A new project aims to recruit more midwives from Communities First areas.

More midwives from diverse communities in Wales are needed to "mirror the local population", according to an expert.

Prof Sheila Hunt said some women ignore the career because they are "misinformed on such issues as the wearing of veils".

Of 1,560 midwives in Wales, only 0.4% are mixed race, black or black British, and 0.2% are Asian or Asian British.

A new campaign aims to recruit from economically deprived areas.

According to the latest statistics from the Welsh Government, the majority (72.2%) of midwives in Wales are white.

Prof Hunt, head of Cardiff University's school of nursing and midwifery studies, is launching the Nursing Careers for All project in September to "engage closely with a variety of community groups".

She also aims to help to improve access to higher education in deprived areas.

"Students from diverse communities are currently in the minority," she said.

National statistics

"This is often because they have not made the right choices at GCSE level or they think midwifery is not open to them."

But she stressed that the project was not specifically targeting members of ethnic minorities.

"We are focusing on Communities First areas where the proportion of people from those communities is likely to be higher," she said.

"We are not setting out to recruit Somali women to be midwives to Somali women."

The latest national statistics on population estimates by ethnic group released by the Office for National Statistics in May 2011, show that "between 2001 and 2009, the percentage of people in Wales from a minority ethnic groups increased from 2.1% to 4.1%".

'Respect beliefs'

The figures also show that, at a local authority level, Cardiff, Newport, the Vale of Glamorgan and Swansea had the highest proportions of people from minority ethnic groups in 2009.

In Wales, 28,100 people are mixed ethnicity, 48,900 are Asian or Asian British and 17,200 are black or black British.

Helen Rogers, director of the Royal College of Midwifery (RCM), said it was vital for midwives to understand the diversity of their local community.

"It's important to respect cultural beliefs and practices, no matter what they are," she said.

"There are lots of myths and misunderstandings.
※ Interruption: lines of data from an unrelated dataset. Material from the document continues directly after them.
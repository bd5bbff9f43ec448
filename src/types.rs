// Error taxonomy shared by every pipeline stage

use axum::{
    http::StatusCode,
    response::{IntoResponse, Response},
    Json,
};

#[derive(Debug, thiserror::Error)]
pub enum AppError {
    /// The file type has no conversion path. Never retried.
    #[error("Unsupported format: {0}")]
    UnsupportedFormat(String),

    #[error("Validation error: {0}")]
    Validation(String),

    #[error("File too large: {size} bytes exceeds the {limit} byte limit")]
    FileTooLarge { size: u64, limit: u64 },

    /// Network timeout, 5xx or rate limiting from an external service.
    #[error("Transient service error: {0}")]
    TransientService(String),

    /// 4xx (other than rate limiting) or an unrecoverable parse result.
    #[error("Permanent service error: {0}")]
    PermanentService(String),

    #[error("Timed out: {0}")]
    Timeout(String),

    #[error("Storage error: {0}")]
    Storage(String),

    #[error("Database error: {0}")]
    Database(#[from] sqlx::Error),

    #[error("Not found: {0}")]
    NotFound(String),

    #[error("Conflict: {0}")]
    Conflict(String),

    #[error("Internal error: {0}")]
    Internal(String),
}

impl AppError {
    /// Whether a retry with backoff may succeed.
    pub fn is_transient(&self) -> bool {
        matches!(self, AppError::TransientService(_))
    }

    /// Errors rejected at intake, before any side effect.
    pub fn is_intake_rejection(&self) -> bool {
        matches!(
            self,
            AppError::UnsupportedFormat(_) | AppError::Validation(_) | AppError::FileTooLarge { .. }
        )
    }

    fn status_code(&self) -> StatusCode {
        match self {
            AppError::UnsupportedFormat(_) => StatusCode::UNSUPPORTED_MEDIA_TYPE,
            AppError::Validation(_) => StatusCode::BAD_REQUEST,
            AppError::FileTooLarge { .. } => StatusCode::PAYLOAD_TOO_LARGE,
            AppError::NotFound(_) => StatusCode::NOT_FOUND,
            AppError::Conflict(_) => StatusCode::CONFLICT,
            AppError::TransientService(_) => StatusCode::SERVICE_UNAVAILABLE,
            AppError::PermanentService(_) => StatusCode::BAD_GATEWAY,
            AppError::Timeout(_) => StatusCode::GATEWAY_TIMEOUT,
            AppError::Storage(_) | AppError::Database(_) | AppError::Internal(_) => {
                StatusCode::INTERNAL_SERVER_ERROR
            }
        }
    }

    fn kind(&self) -> &'static str {
        match self {
            AppError::UnsupportedFormat(_) => "unsupported_format",
            AppError::Validation(_) | AppError::FileTooLarge { .. } => "validation_error",
            AppError::TransientService(_) => "transient_service_error",
            AppError::PermanentService(_) => "permanent_service_error",
            AppError::Timeout(_) => "timeout",
            AppError::Storage(_) => "storage_error",
            AppError::Database(_) => "database_error",
            AppError::NotFound(_) => "not_found",
            AppError::Conflict(_) => "conflict",
            AppError::Internal(_) => "internal_error",
        }
    }
}

impl IntoResponse for AppError {
    fn into_response(self) -> Response {
        let status = self.status_code();
        if status.is_server_error() {
            tracing::error!(error = %self, "Request failed");
        }

        let body = serde_json::json!({
            "error": self.kind(),
            "details": self.to_string(),
        });

        (status, Json(body)).into_response()
    }
}

pub type AppResult<T> = std::result::Result<T, AppError>;

#[cfg(test)]
mod tests {
    use super::*;

    #[test]
    fn test_only_transient_errors_are_retryable() {
        assert!(AppError::TransientService("503".into()).is_transient());
        assert!(!AppError::PermanentService("404".into()).is_transient());
        assert!(!AppError::Timeout("job".into()).is_transient());
        assert!(!AppError::UnsupportedFormat("image/gif".into()).is_transient());
    }

    #[test]
    fn test_intake_errors_map_to_client_statuses() {
        let too_large = AppError::FileTooLarge { size: 25, limit: 20 };
        assert!(too_large.is_intake_rejection());
        assert_eq!(too_large.status_code(), StatusCode::PAYLOAD_TOO_LARGE);
        assert_eq!(
            AppError::UnsupportedFormat("x".into()).status_code(),
            StatusCode::UNSUPPORTED_MEDIA_TYPE
        );
        assert!(!AppError::Conflict("stale".into()).is_intake_rejection());
    }
}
For example, health care in Poland is very different.

"A midwife has more of a handmaiden role in Poland, so when they give Polish women advice, they don't see it as professional advice.
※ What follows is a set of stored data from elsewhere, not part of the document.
use anyhow::{Context, Result};
use serde::Deserialize;
use std::env;
use std::str::FromStr;
use std::time::Duration;

use crate::utils::Backoff;

#[derive(Debug, Clone, Deserialize)]
pub struct Config {
    pub server: ServerConfig,
    pub database: DatabaseConfig,
    pub storage: StorageConfig,
    pub parser: ParserConfig,
    pub pipeline: PipelineConfig,
    pub log: LogConfig,
}

#[derive(Debug, Clone, Deserialize)]
pub struct ServerConfig {
    pub port: u16,
    pub host: String,
    pub cors_allowed_origins: Vec<String>,
}

#[derive(Debug, Clone, Deserialize)]
pub struct DatabaseConfig {
    /// Unset means the in-memory document store.
    pub url: Option<String>,
    pub max_connections: u32,
    pub min_connections: u32,
}

#[derive(Debug, Clone, Deserialize)]
pub struct StorageConfig {
    pub provider: String,
    pub s3_bucket: String,
    pub s3_region: String,
    pub s3_access_key_id: Option<String>,
    pub s3_secret_access_key: Option<String>,
    pub s3_endpoint: Option<String>,
    /// Base of the publicly resolvable URL of stored objects.
    pub public_base_url: Option<String>,
}

#[derive(Debug, Clone, Deserialize)]
pub struct ParserConfig {
    pub base_url: String,
    pub api_key: String,
    pub request_timeout_secs: u64,
}

#[derive(Debug, Clone, Deserialize)]
pub struct PipelineConfig {
    pub max_upload_bytes: u64,
    pub allowed_mime_types: Vec<String>,
    pub chunk_size: usize,
    /// Total submissions allowed per document, first one included.
    pub max_attempts: u32,
    pub submit_base_delay_ms: u64,
    pub submit_max_delay_ms: u64,
    pub poll_initial_delay_ms: u64,
    pub poll_max_delay_ms: u64,
    pub poll_timeout_ms: u64,
    pub job_timeout_ms: u64,
    /// How long a processing row may go without a heartbeat before another
    /// instance may take its job over.
    pub lease_timeout_ms: u64,
    pub sweep_interval_secs: u64,
    /// Download timeout for linked files that need conversion.
    pub fetch_timeout_secs: u64,
    /// Reject URL submissions that are unreachable or disallowed by robots.txt.
    pub check_url_access: bool,
}

#[derive(Debug, Clone, Deserialize)]
pub struct LogConfig {
    pub directory: Option<String>,
}

pub const DEFAULT_MAX_UPLOAD_BYTES: u64 = 20 * 1024 * 1024;

pub fn default_allowed_mime_types() -> Vec<String> {
    [
        "application/pdf",
        "application/vnd.openxmlformats-officedocument.wordprocessingml.document",
        "application/vnd.openxmlformats-officedocument.spreadsheetml.sheet",
        "text/plain",
        "text/markdown",
        "text/csv",
        "text/tab-separated-values",
        "text/html",
    ]
    .iter()
    .map(|s| s.to_string())
    .collect()
}

impl Default for PipelineConfig {
    fn default() -> Self {
        Self {
            max_upload_bytes: DEFAULT_MAX_UPLOAD_BYTES,
            allowed_mime_types: default_allowed_mime_types(),
            chunk_size: 1000,
            max_attempts: 5,
            submit_base_delay_ms: 1_000,
            submit_max_delay_ms: 30_000,
            poll_initial_delay_ms: 10_000,
            poll_max_delay_ms: 60_000,
            poll_timeout_ms: 15_000,
            job_timeout_ms: 15 * 60 * 1000,
            lease_timeout_ms: 3 * 60 * 1000,
            sweep_interval_secs: 300,
            fetch_timeout_secs: 60,
            check_url_access: true,
        }
    }
}

impl PipelineConfig {
    pub fn submit_backoff(&self) -> Backoff {
        Backoff::new(
            Duration::from_millis(self.submit_base_delay_ms),
            Duration::from_millis(self.submit_max_delay_ms),
        )
    }

    pub fn poll_backoff(&self) -> Backoff {
        Backoff::new(
            Duration::from_millis(self.poll_initial_delay_ms),
            Duration::from_millis(self.poll_max_delay_ms),
        )
    }

    pub fn poll_timeout(&self) -> Duration {
        Duration::from_millis(self.poll_timeout_ms)
    }

    pub fn job_timeout(&self) -> Duration {
        Duration::from_millis(self.job_timeout_ms)
    }

    /// Never shorter than the longest gap between two heartbeats of a
    /// healthy tracker.
    pub fn lease_timeout(&self) -> Duration {
        let heartbeat_gap = self.poll_initial_delay_ms.max(self.poll_max_delay_ms)
            + self.poll_timeout_ms;
        Duration::from_millis(self.lease_timeout_ms.max(heartbeat_gap))
    }

    pub fn sweep_interval(&self) -> Duration {
        Duration::from_secs(self.sweep_interval_secs)
    }

    pub fn fetch_timeout(&self) -> Duration {
        Duration::from_secs(self.fetch_timeout_secs)
    }
}

fn parse_var<T>(key: &str, default: &str) -> Result<T>
where
    T: FromStr,
    T::Err: std::error::Error + Send + Sync + 'static,
{
    env::var(key)
        .unwrap_or_else(|_| default.to_string())
        .parse()
        .with_context(|| format!("Invalid value for {}", key))
}

fn list_var(key: &str, default: &str) -> Vec<String> {
    env::var(key)
        .unwrap_or_else(|_| default.to_string())
        .split(',')
        .map(|s| s.trim().to_string())
        .filter(|s| !s.is_empty())
        .collect()
}

impl Config {
    pub fn from_env() -> Result<Self> {
        dotenvy::dotenv().ok();

        let defaults = PipelineConfig::default();

        Ok(Self {
            server: ServerConfig {
                port: parse_var("PORT", "3000")?,
                host: env::var("HOST").unwrap_or_else(|_| "0.0.0.0".to_string()),
                cors_allowed_origins: list_var(
                    "ALLOWED_ORIGINS",
                    "http://localhost:3000,http://localhost:5173",
                ),
            },
            database: DatabaseConfig {
                url: env::var("DATABASE_URL").ok().filter(|u| !u.is_empty()),
                max_connections: parse_var("DB_MAX_CONNECTIONS", "10")?,
                min_connections: parse_var("DB_MIN_CONNECTIONS", "1")?,
            },
            storage: StorageConfig {
                provider: env::var("STORAGE_PROVIDER").unwrap_or_else(|_| "memory".to_string()),
                s3_bucket: env::var("S3_BUCKET").unwrap_or_else(|_| "client-documents".to_string()),
                s3_region: env::var("S3_REGION").unwrap_or_else(|_| "us-east-1".to_string()),
                s3_access_key_id: env::var("AWS_ACCESS_KEY_ID").ok(),
                s3_secret_access_key: env::var("AWS_SECRET_ACCESS_KEY").ok(),
                s3_endpoint: env::var("S3_ENDPOINT").ok(),
                public_base_url: env::var("STORAGE_PUBLIC_BASE_URL").ok(),
            },
            parser: ParserConfig {
                base_url: env::var("PARSER_BASE_URL")
                    .unwrap_or_else(|_| "http://localhost:8080/api/parsing".to_string()),
                api_key: env::var("PARSER_API_KEY").unwrap_or_default(),
                request_timeout_secs: parse_var("PARSER_REQUEST_TIMEOUT_SECS", "30")?,
            },
            pipeline: PipelineConfig {
                max_upload_bytes: parse_var(
                    "MAX_UPLOAD_BYTES",
                    &defaults.max_upload_bytes.to_string(),
                )?,
                allowed_mime_types: list_var(
                    "ALLOWED_MIME_TYPES",
                    &defaults.allowed_mime_types.join(","),
                ),
                chunk_size: parse_var("CHUNK_SIZE", &defaults.chunk_size.to_string())?,
                max_attempts: parse_var("MAX_ATTEMPTS", &defaults.max_attempts.to_string())?,
                submit_base_delay_ms: parse_var(
                    "SUBMIT_BASE_DELAY_MS",
                    &defaults.submit_base_delay_ms.to_string(),
                )?,
                submit_max_delay_ms: parse_var(
                    "SUBMIT_MAX_DELAY_MS",
                    &defaults.submit_max_delay_ms.to_string(),
                )?,
                poll_initial_delay_ms: parse_var(
                    "POLL_INITIAL_DELAY_MS",
                    &defaults.poll_initial_delay_ms.to_string(),
                )?,
                poll_max_delay_ms: parse_var(
                    "POLL_MAX_DELAY_MS",
                    &defaults.poll_max_delay_ms.to_string(),
                )?,
                poll_timeout_ms: parse_var(
                    "POLL_TIMEOUT_MS",
                    &defaults.poll_timeout_ms.to_string(),
                )?,
                job_timeout_ms: parse_var(
                    "JOB_TIMEOUT_MS",
                    &defaults.job_timeout_ms.to_string(),
                )?,
                lease_timeout_ms: parse_var(
                    "LEASE_TIMEOUT_MS",
                    &defaults.lease_timeout_ms.to_string(),
                )?,
                sweep_interval_secs: parse_var(
                    "SWEEP_INTERVAL_SECS",
                    &defaults.sweep_interval_secs.to_string(),
                )?,
                fetch_timeout_secs: parse_var(
                    "FETCH_TIMEOUT_SECS",
                    &defaults.fetch_timeout_secs.to_string(),
                )?,
                check_url_access: parse_var(
                    "CHECK_URL_ACCESS",
                    &defaults.check_url_access.to_string(),
                )?,
            },
            log: LogConfig {
                directory: env::var("LOG_DIR").ok(),
            },
        })
    }
}

#[cfg(test)]
mod tests {
    use super::*;

    #[test]
    fn test_pipeline_defaults() {
        let config = PipelineConfig::default();
        assert_eq!(config.max_upload_bytes, 20 * 1024 * 1024);
        assert!(config.max_attempts > 2);
        assert!(config
            .allowed_mime_types
            .iter()
            .any(|m| m == "application/pdf"));
        assert!(config.job_timeout() > config.poll_timeout());
        assert!(config.job_timeout() > config.lease_timeout());
    }

    #[test]
    fn test_lease_outlasts_the_heartbeat_gap() {
        let config = PipelineConfig {
            poll_initial_delay_ms: 100,
            poll_max_delay_ms: 400,
            poll_timeout_ms: 250,
            lease_timeout_ms: 10,
            ..PipelineConfig::default()
        };
        assert_eq!(config.lease_timeout(), Duration::from_millis(650));

        let config = PipelineConfig {
            lease_timeout_ms: 5_000,
            ..config
        };
        assert_eq!(config.lease_timeout(), Duration::from_millis(5_000));
    }
}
"And in the Irish traveller community, when a woman has a baby the whole extended family descends to visit, which is difficult when there are visiting regulations of two visitors to a bed. We try to find a compromise."

But she added it was not essential to have a midwife from the same community.

"If you have a woman who is Welsh speaking, it doesn't mean she can't be looked after by a midwife who doesn't speak Welsh," she said.